White House counselor Kellyanne Conway fumed that CNN's Dana Bash was attempting to "harass and embarrass" her on air this Sunday after Bash brought up anti-Trump tweets written by Conway's husband

White House counselor Kellyanne Conway fumed that CNN’s Dana Bash was attempting to “harass and embarrass” her on air this Sunday after Bash brought up anti-Trump tweets written by Conway’s husband.

On State of the Union, Bash referenced a since-deleted tweet by Conway’s husband, attorney George Conway, in which he said it was “absurd” for President Donald Trump to keep contradicting his own aides. It was one of many critical messages George Conway has written or retweeted about Trump since he took office.

But Conway insisted that the questions were inappropriate and a “double standard,” saying, “We’re now going to talk about other people’s spouses and significant others just because they either work at the White House or CNN? Are we going to do that? You just went there.”

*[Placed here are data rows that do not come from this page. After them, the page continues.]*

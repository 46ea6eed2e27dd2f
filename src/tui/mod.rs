pub mod app;
pub mod input;
pub mod render;
pub mod theme;

pub use app::{App, run};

“By definition, spouses have a difference of opinion when adultery is happening,” Conway continued. “By definition, spouses have a difference of opinion when one is, I don’t know, draining the joint bank account to support things that maybe the other disagrees with. So this is a fascinating ‘cross the Rubicon’ moment.” It’s unclear what Conway meant by

It’s unclear what Conway meant by the “adultery” and “joint bank account” comments. The White House did not immediately respond to PEOPLE’s request for clarification, and neither did spokespeople for Bash. Bash is twice-divorced. She was married to Jeremy Bash, a former chief of staff at the Pentagon and CIA, who frequently appears on CNN and MSNBC as a national-security commentator. In 2008, she married — and, four years later, divorced — fellow CNN anchor John King, with whom she has a young son.

Conway also told Bash that she wouldn’t have raised the question if Conway were a man.

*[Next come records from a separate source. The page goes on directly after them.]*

use crossterm::event::{KeyCode, KeyEvent, KeyModifiers};

use crate::utils::clock::Clock;

use super::app::{App, Field, Mode, View};

/// Route a key press according to the current mode
pub fn handle_key<C: Clock>(app: &mut App<C>, key: KeyEvent) {
    if key.modifiers.contains(KeyModifiers::CONTROL) && key.code == KeyCode::Char('c') {
        app.request_quit();
        return;
    }

    match app.mode {
        Mode::Navigate => handle_navigate(app, key),
        Mode::Edit(field) => handle_edit(app, field, key),
        Mode::Delete => handle_delete(app, key),
    }
}

fn handle_navigate<C: Clock>(app: &mut App<C>, key: KeyEvent) {
    if !matches!(key.code, KeyCode::Char('q') | KeyCode::Esc) {
        app.quit_armed = false;
    }

    match key.code {
        KeyCode::Char('s') => app.start_timer(),
        KeyCode::Char('x') => app.stop_timer(),
        KeyCode::Char('v') => app.show(View::Entries),
        KeyCode::Char('c') => app.show(View::Summary),
        KeyCode::Char('b') => app.show(View::Chart),
        KeyCode::Char('h') => app.show(View::Heatmap),
        KeyCode::Char('l') => app.show(View::Log),
        KeyCode::Char('d') => app.begin_delete(),
        KeyCode::Char('t') => app.toggle_theme(),
        KeyCode::Char('e') => app.export_csv(),
        KeyCode::Tab | KeyCode::Char('i') => app.mode = Mode::Edit(Field::Task),
        KeyCode::Char('q') | KeyCode::Esc => app.request_quit(),
        _ => {}
    }
}

fn handle_edit<C: Clock>(app: &mut App<C>, field: Field, key: KeyEvent) {
    let buffer = match field {
        Field::Task => &mut app.task_input,
        Field::Category => &mut app.category_input,
    };

    match key.code {
        KeyCode::Char(c) => buffer.push(c),
        KeyCode::Backspace => {
            buffer.pop();
        }
        KeyCode::Tab | KeyCode::BackTab => {
            app.mode = Mode::Edit(match field {
                Field::Task => Field::Category,
                Field::Category => Field::Task,
            });
        }
        KeyCode::Enter | KeyCode::Esc => app.mode = Mode::Navigate,
        _ => {}
    }
}

fn handle_delete<C: Clock>(app: &mut App<C>, key: KeyEvent) {
    match key.code {
        KeyCode::Char(c) if c.is_ascii_digit() || c == '-' => app.delete_input.push(c),
        KeyCode::Backspace => {
            app.delete_input.pop();
        }
        KeyCode::Enter => app.confirm_delete(),
        KeyCode::Esc => {
            app.delete_input.clear();
            app.mode = Mode::Navigate;
        }
        _ => {}
    }
}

“I would ask you that if you were a man and your wife … a thousand percent I would,” Bash shot back. “It’s not about that. It’s about questioning — publicly questioning what you are doing for a living and with regard to your boss.”

“There are other family members of people who work at the White House who certainly don’t support the President privately and publicly,” Conway pushed back. “There has been a different standard for me than there have been for other people. We bite our tongue plenty because I work for the people of this country, the United States government, and the presidency and the President of the United States, so there is plenty that I don’t say.”

CNN noted in an article that Conway herself recently referenced former FBI Director James Comey’s revelation that his wife and daughters voted for Hillary Clinton in the 2016 election, in what the outlet said was an effort to “target [Comey’s] own political leanings.”“His people in his household wanted the other person to win,” Conway said last Monday on ABC’s Good Morning America, referring to Clinton.

George Conway, who Trump once considered nominating as solicitor general, last month retweeted CNN reporter Kaitlan Collins’ message accusing Trump of contradicting his aides.

“So true,” George Conway wrote in response, according to the Huffington Post. “Which is why people are banging down doors to be his comms director.” He later deleted the tweet.

George Conway did not immediately respond to PEOPLE’s requests for comment.

Conway later tweeted about the tense CNN exchange, saying she couldn’t “comprehend” why Bash would ask her about her husband’s tweets.

On CNN’s New Day Monday morning, anchor Alisyn Camerota criticized Conway’s suggestion that spouses are off-limits in political debate, noting Trump’s own habit of bashing the spouses of his political rivals.

“Let’s just remember for one second that it is also President Trump who has gone after Ted Cruz’s wife, [former FBI deputy director] Andrew Mccabe‘s wife,” Camerota said. “So Kellyanne Conway saying ‘you never go after the spouse,’ tell your boss.”